Rio de Janeiro enfrenta onda de apagões e geradores tomam conta das ruas
O calor intenso e a alta demanda por energia elétrica têm sido acompanhados por uma série de interrupções no fornecimento em diversos bairros do Rio de Janeiro. Essa instabilidade na rede elétrica tem levado à proliferação de geradores, que se tornaram uma presença notável, ainda que incômoda, nas paisagens urbanas de Copacabana, Leme, Méier e Barra da Tijuca.
Desde o início de janeiro, moradores e comerciantes enfrentam a falta de luz, com problemas persistindo desde o dia 2 em áreas como Copacabana e Leme. A situação se agravou na noite de terça-feira, quando o Grande Méier, na Zona Norte, sofreu um novo apagão, somando-se a outras regiões que já haviam sido afetadas. A Barra da Tijuca e a Tijuca também registraram interrupções.
As causas para esses transtornos são variadas. Enquanto na Zona Sul o furto de cabos é apontado como principal fator, na Zona Norte, especificamente no Méier e arredores, a raiz do problema reside na obsolescência de cabos subterrâneos de alta tensão, que exigem obras estruturais complexas com previsão de término apenas em maio.

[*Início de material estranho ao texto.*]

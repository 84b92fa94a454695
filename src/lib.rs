//! mog: short calls for common MongoDB idioms
//!
//! A [`Session`] wraps one store and one current collection and turns the
//! usual find/update/bulk/aggregate/CSV chores into one-line calls.
//!
//! # Modules
//!
//! - `query`: sort, projection and filter construction
//! - `cursor`: result stream with deferred error reporting
//! - `bulk`: ordered write batch
//! - `pipeline`: aggregation pipeline builder
//! - `csv`: line-oriented CSV reader and writer
//! - `session`: the facade tying the pieces together
//! - `store`: storage seam and its MongoDB implementation
//! - `error`: error types
//! - `config`, `connection`, `cli`: setup for the demo binary
//!
//! # Example
//!
//! ```no_run
//! use mog::{Session, config::ConnectionConfig, connection};
//! use mongodb::bson::{Document, doc};
//!
//! #[tokio::main]
//! async fn main() -> mog::Result<()> {
//!     let store = connection::connect(&ConnectionConfig::default()).await?;
//!     let mut session = Session::new(store, "property");
//!
//!     session.set_limit(10);
//!     session.find(Some(doc! { "st": "MT" }), &["-date_added"]).await?;
//!     while let Some(doc) = session.next::<Document>().await? {
//!         println!("{doc}");
//!     }
//!     Ok(())
//! }
//! ```

pub mod bulk;
pub mod cli;
pub mod config;
pub mod connection;
pub mod csv;
pub mod cursor;
pub mod error;
pub mod pipeline;
pub mod query;
pub mod session;
pub mod store;

// Re-export commonly used types
pub use config::Config;
pub use error::{MogError, Result};
pub use pipeline::{AggOptions, JoinPolicy, Pipeline};
pub use query::QueryShape;
pub use session::{Session, new_document_id};
pub use store::{DocumentStore, MongoStore};
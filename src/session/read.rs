//! Read operations for the session
//!
//! This module contains the read side of the facade:
//! - find, find_all (and their explicit-shape variants)
//! - find_one, find_by_id
//! - next, iter_err, close_iterator
//! - count

use mongodb::bson::{self, Bson, Document};
use serde::de::DeserializeOwned;
use tracing::debug;

use crate::cursor::RecordIter;
use crate::error::{IterError, MogError, Result};
use crate::query::{QueryShape, criteria, id_filter};
use crate::store::DocumentStore;

use super::{Session, guard};

impl<S: DocumentStore> Session<S> {
    /// Open an iterator over documents matching `filter`.
    ///
    /// Consumes the staged projection and limit. `None` matches every
    /// document. Use [`Session::next`] to walk the results.
    ///
    /// # Arguments
    /// * `filter` - Query filter, passed to the store unchanged
    /// * `sort` - Sort tokens; a leading `-` sorts descending
    pub async fn find<F: AsRef<str>>(&mut self, filter: Option<Document>, sort: &[F]) -> Result<()> {
        let shape = self.take_shape().sort(sort);
        self.find_with(filter, shape).await
    }

    /// Open an iterator using an explicit shape. Staged options are untouched.
    pub async fn find_with(&mut self, filter: Option<Document>, shape: QueryShape) -> Result<()> {
        // a new find replaces (and closes) any open stream
        self.iter = None;
        let source = guard(
            &self.cancel,
            self.store
                .find(&self.collection, criteria(filter), shape.find_options()),
        )
        .await?;
        self.iter = Some(RecordIter::new(self.collection.clone(), source));
        Ok(())
    }

    /// Load every document matching `filter` into a vector.
    ///
    /// Same staging rules as [`Session::find`], but nothing is left open.
    pub async fn find_all<T, F>(&mut self, filter: Option<Document>, sort: &[F]) -> Result<Vec<T>>
    where
        T: DeserializeOwned,
        F: AsRef<str>,
    {
        let shape = self.take_shape().sort(sort);
        self.find_all_with(filter, shape).await
    }

    /// [`Session::find_all`] with an explicit shape.
    pub async fn find_all_with<T: DeserializeOwned>(
        &mut self,
        filter: Option<Document>,
        shape: QueryShape,
    ) -> Result<Vec<T>> {
        let source = guard(
            &self.cancel,
            self.store
                .find(&self.collection, criteria(filter), shape.find_options()),
        )
        .await?;
        let records: Vec<T> = RecordIter::new(self.collection.clone(), source)
            .collect()
            .await?;
        debug!("find_all on '{}' returned {} records", self.collection, records.len());
        Ok(records)
    }

    /// Return the first document matching `filter` in `sort` order.
    ///
    /// Staged options are not used. Returns [`MogError::NotFound`] when
    /// nothing matches.
    pub async fn find_one<T, F>(&mut self, filter: Option<Document>, sort: &[F]) -> Result<T>
    where
        T: DeserializeOwned,
        F: AsRef<str>,
    {
        self.find_one_with(filter, QueryShape::new().sort(sort)).await
    }

    /// [`Session::find_one`] with an explicit shape (projection and sort apply).
    pub async fn find_one_with<T: DeserializeOwned>(
        &mut self,
        filter: Option<Document>,
        shape: QueryShape,
    ) -> Result<T> {
        let doc = guard(
            &self.cancel,
            self.store
                .find_one(&self.collection, criteria(filter), shape.find_one_options()),
        )
        .await?;
        decode_one(doc)
    }

    /// Return the document whose `_id` equals `id`.
    ///
    /// Returns [`MogError::NotFound`] when there is none.
    pub async fn find_by_id<T: DeserializeOwned>(&mut self, id: impl Into<Bson>) -> Result<T> {
        let doc = guard(
            &self.cancel,
            self.store
                .find_one(&self.collection, id_filter(id), Default::default()),
        )
        .await?;
        decode_one(doc)
    }

    /// Decode the next record from the open iterator.
    ///
    /// `Ok(None)` means the stream is exhausted (or nothing is open). An
    /// `Err` ends iteration; the error is also kept for [`Session::iter_err`].
    pub async fn next<T: DeserializeOwned>(&mut self) -> Result<Option<T>> {
        match self.iter.as_mut() {
            Some(iter) => iter.next().await,
            None => Ok(None),
        }
    }

    /// The error that ended the last iteration, `None` after a clean run.
    pub fn iter_err(&self) -> Option<&IterError> {
        self.iter.as_ref().and_then(RecordIter::error)
    }

    /// Close the open iterator before it is exhausted.
    pub fn close_iterator(&mut self) {
        if let Some(iter) = self.iter.as_mut() {
            iter.close();
        }
    }

    /// The open iterator, if any.
    pub fn iterator(&self) -> Option<&RecordIter> {
        self.iter.as_ref()
    }

    /// Count documents matching `filter`. Consumes the staged limit.
    pub async fn count(&mut self, filter: Option<Document>) -> Result<u64> {
        let limit = self.pending.limit.take();
        let shape = QueryShape {
            limit,
            ..QueryShape::default()
        };
        self.count_with(filter, shape).await
    }

    /// [`Session::count`] with an explicit shape (only the limit applies).
    pub async fn count_with(&mut self, filter: Option<Document>, shape: QueryShape) -> Result<u64> {
        guard(
            &self.cancel,
            self.store
                .count(&self.collection, criteria(filter), shape.count_options()),
        )
        .await
    }
}

fn decode_one<T: DeserializeOwned>(doc: Option<Document>) -> Result<T> {
    let doc = doc.ok_or(MogError::NotFound)?;
    bson::from_document(doc).map_err(|e| MogError::Iteration(IterError::Decode(e)))
}
//! Aggregate operations for the session
//!
//! Stage helpers append to the session's pipeline; `agg_run` and
//! `agg_run_all` submit it. The pipeline is never cleared by running it.

use mongodb::bson::Bson;
use serde::de::DeserializeOwned;
use tracing::debug;

use crate::cursor::RecordIter;
use crate::error::Result;
use crate::pipeline::{AggOptions, JoinPolicy, Pipeline};
use crate::store::DocumentStore;

use super::{Session, guard};

impl<S: DocumentStore> Session<S> {
    /// Start a new, empty pipeline.
    pub fn agg_start(&mut self) {
        self.pipeline = Pipeline::new();
    }

    /// Append `{"$<operator>": params}`.
    pub fn agg_stage(&mut self, operator: &str, params: impl Into<Bson>) {
        self.pipeline.stage(operator, params);
    }

    /// Append a `$project` stage keeping only `fields`.
    pub fn agg_keep<F: AsRef<str>>(&mut self, fields: &[F]) {
        self.pipeline.keep(fields);
    }

    /// Append a `$project` stage dropping `fields`.
    pub fn agg_omit<F: AsRef<str>>(&mut self, fields: &[F]) {
        self.pipeline.omit(fields);
    }

    /// Append a `$sort` stage.
    pub fn agg_sort<F: AsRef<str>>(&mut self, tokens: &[F]) {
        self.pipeline.sort(tokens);
    }

    /// Join each record to the `from` record whose `_id` equals `local_field`.
    ///
    /// Inner join: records without a match are dropped. The match is
    /// embedded under `as_name`, or under `from` when `None`.
    pub fn agg_lookup_by_id(&mut self, from: &str, local_field: &str, as_name: Option<&str>) {
        self.pipeline.lookup_by_id(from, local_field, as_name);
    }

    /// Like [`Session::agg_lookup_by_id`] but keeps records without a match.
    pub fn agg_lookup_by_id_keep_unmatched(
        &mut self,
        from: &str,
        local_field: &str,
        as_name: Option<&str>,
    ) {
        self.pipeline
            .lookup_by_id_with(from, local_field, as_name, JoinPolicy::KeepUnmatched);
    }

    /// Append a `$group` stage computing `count` and `tot_<field>` sums by `group_by`.
    pub fn agg_totals<F: AsRef<str>>(&mut self, group_by: &str, sum_fields: &[F]) {
        self.pipeline.totals(group_by, sum_fields);
    }

    /// The pipeline built so far.
    pub fn pipeline(&self) -> &Pipeline {
        &self.pipeline
    }

    /// Render the pipeline as JSON (also logged at debug level).
    pub fn agg_show_pipeline(&self) -> String {
        let json = self.pipeline.to_json();
        debug!("pipeline for '{}':\n{}", self.collection, json);
        json
    }

    /// Run the pipeline and open an iterator over its output.
    ///
    /// Walk the results with [`Session::next`], exactly as after a find.
    pub async fn agg_run(&mut self, options: Option<AggOptions>) -> Result<()> {
        self.iter = None;
        let options = options.unwrap_or_default().to_driver();
        let source = guard(
            &self.cancel,
            self.store
                .aggregate(&self.collection, self.pipeline.stages().to_vec(), options),
        )
        .await?;
        self.iter = Some(RecordIter::new(self.collection.clone(), source));
        Ok(())
    }

    /// Run the pipeline and decode every result into a vector.
    pub async fn agg_run_all<T: DeserializeOwned>(
        &mut self,
        options: Option<AggOptions>,
    ) -> Result<Vec<T>> {
        let options = options.unwrap_or_default().to_driver();
        let source = guard(
            &self.cancel,
            self.store
                .aggregate(&self.collection, self.pipeline.stages().to_vec(), options),
        )
        .await?;
        RecordIter::new(self.collection.clone(), source)
            .collect()
            .await
    }
}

Conforme informações divulgadas pela Light.
Problemas crônicos e obras emergenciais na Zona Norte
A Light identificou em 2023 a necessidade de substituição de cabos de alta tensão na subestação do Cachambi, responsável pelo abastecimento de oito bairros da região: Méier, Cachambi, Todos os Santos, Maria da Graça, Del Castilho, Engenho de Dentro, Jacarezinho e Benfica, totalizando mais de 230 mil moradores. Vinicius Roriz, vice-presidente de operações da Light, compara a situação com a crise de abastecimento na Ilha do Governador no ano anterior.
“São cabos muito antigos, que já deveriam ter sido substituídos há muito tempo. Fizemos um mapeamento de tudo o que era crítico na área de concessão e iniciamos a obra”, afirmou Roriz. A obra, que envolve a substituição de cerca de dois quilômetros de cabos, está sendo executada em etapas e prevê a adaptação da rede subterrânea.
Um plano de contingência foi implementado para suprir o abastecimento durante a intervenção. Este plano, que inclui o uso de geradores, precisou ser acionado diversas vezes. “De fato, ainda tem risco de ter desligamento. O que queremos é que essa entrada da contingência (o uso dos geradores) ocorra de forma rápida, para gerar o menor transtorno possível à população”, explicou Roriz, ressaltando que o transtorno é temporário para um benefício permanente.
Furtos de cabos e sobrecargas causam apagões na Zona Sul e Sudoeste
Na Zona Sul, em Copacabana e no Leme, a causa das interrupções foi o furto de cabos. Cerca de 3,5 km de fios foram roubados, impactando o fornecimento de energia. Para garantir o abastecimento, geradores foram instalados, trazendo consigo barulho e equipamentos visíveis em áreas residenciais e turísticas.
A Light informou que a retirada dos geradores já começou, com 62 equipamentos inicialmente nas ruas, restando 50 em operação. A previsão é de que 30 sejam desmobilizados até o próximo fim de semana, com a normalização completa prevista para cerca de 30 dias.
Na Barra da Tijuca, Zona Sudoeste, o furto de cabos também foi a causa do apagão ocorrido no fim de semana. Na Tijuca, a Rua Mariz e Barros enfrentou falta de luz, com a Light apontando como causa uma “sobrecarga provocada por um aumento irregular de carga de energia por parte de um restaurante, sem autorização da concessionária”. O fornecimento na região já foi normalizado.
Prejuízos e insatisfação de moradores e comerciantes
Os problemas de falta de luz têm gerado prejuízos significativos para comerciantes. Paulo Ferreira, gerente de um restaurante em Copacabana, estima um prejuízo de R$ 90 mil devido à perda de mercadorias, equipamentos danificados e custos com geradores. “Essa semana já estou gastando mais de R$ 10 mil com o gerador”, relatou.
Carlos Alexandre, cabeleireiro no Cachambi, também relata dificuldades: “Desde o início de dezembro a luz está caindo bastante, inclusive já queimou várias lâmpadas. Prejudica muito. Dependendo do horário que a luz falte e do horário que volte, a gente não consegue fazer nada e nem atender. Tem que fechar o salão”.
O Procon Carioca notificou a Light pela falta de luz prolongada e aguarda a defesa da concessionária para decidir sobre possíveis multas.